The ‘froth’ or crema on top of the coffee arises from brewing the coffee with water being forced through the coffee grind under pressure, and is a sign of good pressure-brewed coffee. As you can see, the crema is still present 5 minutes down the line, as I was too busy taking the photos to be drinking the coffee.

My wife and I both think the Monsooned Malabar coffee smells earthy, is not too bitter and has a pleasant taste – strong enough. So this bean gets a thumbs up.

BTW, I have tried the more exotic and much more expensive coffee beans. The Hawaiian Kona coffee tastes less bitter and was very pleasant, but costs a lot (£16.00 for 125g). The Jamaican Blue Mountain coffee is a highly rated coffee and it did live up to expectations with no bitterness and nice flavours. This also costs £16.00 for 125g)

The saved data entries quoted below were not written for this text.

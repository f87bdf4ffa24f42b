#![forbid(unsafe_code)]

//! Page configuration.
//!
//! Every field has a default matching the shipped page, so an empty JSON
//! object (or no config at all) reproduces it exactly. Hosts may override
//! any subset.
//!
//! ```
//! use causeboard_site::config::SiteConfig;
//!
//! let config = SiteConfig::from_json(r#"{"toast_ms": 2500}"#).unwrap();
//! assert_eq!(config.toast_ms, 2500);
//! assert_eq!(config.card_stagger_ms, 80);
//! ```

use std::fmt;
use std::time::Duration;

use causeboard_core::animation::CounterTiming;
use causeboard_core::geometry::{DEFAULT_REVEAL_MARGIN_PX, VisibilityThreshold};
use serde::{Deserialize, Serialize};

/// Floating-heart animation knobs.
#[derive(Debug, Clone, Copy, PartialEq, Serialize, Deserialize)]
#[serde(default)]
pub struct FlourishConfig {
    pub duration_ms: u64,
    /// Interval between animation frames.
    pub frame_ms: u64,
    /// Total upward travel in CSS pixels.
    pub rise_px: f64,
    /// Scale added at the end of the animation.
    pub scale_gain: f64,
}

impl Default for FlourishConfig {
    fn default() -> Self {
        Self {
            duration_ms: 1200,
            frame_ms: 16,
            rise_px: 140.0,
            scale_gain: 0.2,
        }
    }
}

/// Acknowledgment texts shown after a form submit.
#[derive(Debug, Clone, PartialEq, Eq, Serialize, Deserialize)]
#[serde(default)]
pub struct Messages {
    pub volunteer: String,
    pub donate: String,
}

impl Default for Messages {
    fn default() -> Self {
        Self {
            volunteer: "🎉 Thank you for volunteering! We'll reach out soon.".to_owned(),
            donate: "💖 Thank you for your donation!".to_owned(),
        }
    }
}

/// Page configuration.
#[derive(Debug, Clone, PartialEq, Serialize, Deserialize)]
#[serde(default)]
pub struct SiteConfig {
    /// Distance above the viewport bottom at which counters start and
    /// reveal targets latch.
    pub reveal_margin_px: f64,
    pub counter: CounterTiming,
    /// Entrance delay between consecutive cause cards.
    pub card_stagger_ms: u64,
    pub flourish: FlourishConfig,
    /// How long a toast stays up.
    pub toast_ms: u64,
    /// Delay before the preloader is hidden; `None` leaves it alone.
    pub preloader_hide_ms: Option<u64>,
    pub messages: Messages,
}

impl Default for SiteConfig {
    fn default() -> Self {
        Self {
            reveal_margin_px: DEFAULT_REVEAL_MARGIN_PX,
            counter: CounterTiming::default(),
            card_stagger_ms: 80,
            flourish: FlourishConfig::default(),
            toast_ms: 4000,
            preloader_hide_ms: Some(2800),
            messages: Messages::default(),
        }
    }
}

/// Configuration rejected at load time.
#[derive(Debug, Clone, PartialEq, Eq)]
pub enum ConfigError {
    /// The JSON could not be decoded.
    Parse(String),
    /// A value is out of range.
    Invalid(String),
}

impl fmt::Display for ConfigError {
    fn fmt(&self, f: &mut fmt::Formatter<'_>) -> fmt::Result {
        match self {
            Self::Parse(msg) => write!(f, "invalid config json: {msg}"),
            Self::Invalid(msg) => write!(f, "invalid config: {msg}"),
        }
    }
}

impl std::error::Error for ConfigError {}

impl SiteConfig {
    /// Decode and validate a host-supplied config.
    pub fn from_json(json: &str) -> Result<Self, ConfigError> {
        let config: Self =
            serde_json::from_str(json).map_err(|err| ConfigError::Parse(err.to_string()))?;
        config.validate()?;
        Ok(config)
    }

    /// Check value ranges.
    pub fn validate(&self) -> Result<(), ConfigError> {
        fn invalid(msg: &str) -> Result<(), ConfigError> {
            Err(ConfigError::Invalid(msg.to_owned()))
        }
        if !self.reveal_margin_px.is_finite() {
            return invalid("reveal_margin_px must be finite");
        }
        if self.counter.max_steps == 0 || self.counter.min_steps > self.counter.max_steps {
            return invalid("counter steps must satisfy 0 < min_steps <= max_steps");
        }
        if self.flourish.duration_ms == 0 || self.flourish.frame_ms == 0 {
            return invalid("flourish duration_ms and frame_ms must be positive");
        }
        if !self.flourish.rise_px.is_finite() || !self.flourish.scale_gain.is_finite() {
            return invalid("flourish rise_px and scale_gain must be finite");
        }
        if self.toast_ms == 0 {
            return invalid("toast_ms must be positive");
        }
        Ok(())
    }

    #[must_use]
    pub fn with_reveal_margin(mut self, margin_px: f64) -> Self {
        self.reveal_margin_px = margin_px;
        self
    }

    #[must_use]
    pub fn with_counter_timing(mut self, timing: CounterTiming) -> Self {
        self.counter = timing;
        self
    }

    #[must_use]
    pub fn with_card_stagger_ms(mut self, ms: u64) -> Self {
        self.card_stagger_ms = ms;
        self
    }

    #[must_use]
    pub fn with_flourish(mut self, flourish: FlourishConfig) -> Self {
        self.flourish = flourish;
        self
    }

    #[must_use]
    pub fn with_toast_ms(mut self, ms: u64) -> Self {
        self.toast_ms = ms;
        self
    }

    #[must_use]
    pub fn with_preloader_hide_ms(mut self, ms: Option<u64>) -> Self {
        self.preloader_hide_ms = ms;
        self
    }

    #[must_use]
    pub fn with_messages(mut self, messages: Messages) -> Self {
        self.messages = messages;
        self
    }

    /// The shared "nearly visible" test.
    #[must_use]
    pub fn threshold(&self) -> VisibilityThreshold {
        VisibilityThreshold::new(self.reveal_margin_px)
    }

    #[must_use]
    pub fn card_stagger(&self) -> Duration {
        Duration::from_millis(self.card_stagger_ms)
    }

    #[must_use]
    pub fn toast_duration(&self) -> Duration {
        Duration::from_millis(self.toast_ms)
    }
}

#[cfg(test)]
mod tests {
    use super::*;
    use pretty_assertions::assert_eq;

    #[test]
    fn empty_object_is_the_default_page() {
        assert_eq!(SiteConfig::from_json("{}").unwrap(), SiteConfig::default());
    }

    #[test]
    fn nested_overrides_keep_sibling_defaults() {
        let config = SiteConfig::from_json(
            r#"{"counter": {"duration_ms": 2000}, "messages": {"donate": "thanks"}, "preloader_hide_ms": null}"#,
        )
        .unwrap();
        assert_eq!(config.counter.duration_ms, 2000);
        assert_eq!(config.counter.tick_ms, 20);
        assert_eq!(config.messages.donate, "thanks");
        assert_eq!(config.messages.volunteer, Messages::default().volunteer);
        assert_eq!(config.preloader_hide_ms, None);
    }

    #[test]
    fn malformed_json_is_a_parse_error() {
        assert!(matches!(
            SiteConfig::from_json("{"),
            Err(ConfigError::Parse(_))
        ));
        assert!(matches!(
            SiteConfig::from_json(r#"{"toast_ms": "soon"}"#),
            Err(ConfigError::Parse(_))
        ));
    }

    #[test]
    fn out_of_range_values_are_rejected() {
        let cases = [
            SiteConfig::default().with_toast_ms(0),
            SiteConfig::default().with_reveal_margin(f64::NAN),
            SiteConfig::default().with_flourish(FlourishConfig {
                frame_ms: 0,
                ..FlourishConfig::default()
            }),
            SiteConfig::default().with_counter_timing(CounterTiming {
                min_steps: 70,
                ..CounterTiming::default()
            }),
        ];
        for config in cases {
            assert!(
                matches!(config.validate(), Err(ConfigError::Invalid(_))),
                "{config:?}"
            );
        }
    }

    #[test]
    fn derived_values() {
        let config = SiteConfig::default().with_card_stagger_ms(50);
        assert_eq!(config.card_stagger(), Duration::from_millis(50));
        assert_eq!(config.toast_duration(), Duration::from_secs(4));
        assert!(config.threshold().is_nearly_visible(719.0, 800.0));
        assert!(!config.threshold().is_nearly_visible(720.0, 800.0));
    }
}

Then there is the Kopi Luwak (or coffee seeds which have been eaten and defaecated by Civet cats in Indonesia) which is the most expensive coffee bean, as these have been ‘processed’ in the gut of the civet cat to removed the bitterness in the beans and has to be collected by hand. It is then cleaned/washed and then exported to the country, where it is then roasted prior to sale.

The processing should render the coffee beans safe for brewing coffee for consumption. My wife however refused to drink this for health and safety reasons. My oldest daughter and I did drink the brew and it was pleasant and lacking bitterness. But at £18.00 per 125g, we are unlikely to buy it again.

But that is the fun of drinking coffee, with so many different choices out there and the ability to experience tastes from many different countries, just in that morning cuppa.  That is likely the reason why Starbucks and Costa have many queueing for their morning cuppa, and spending a lot of money there. But you could easily get that experience (and probably a whole lot more) from a cup of properly home-brewed coffee. Enjoy.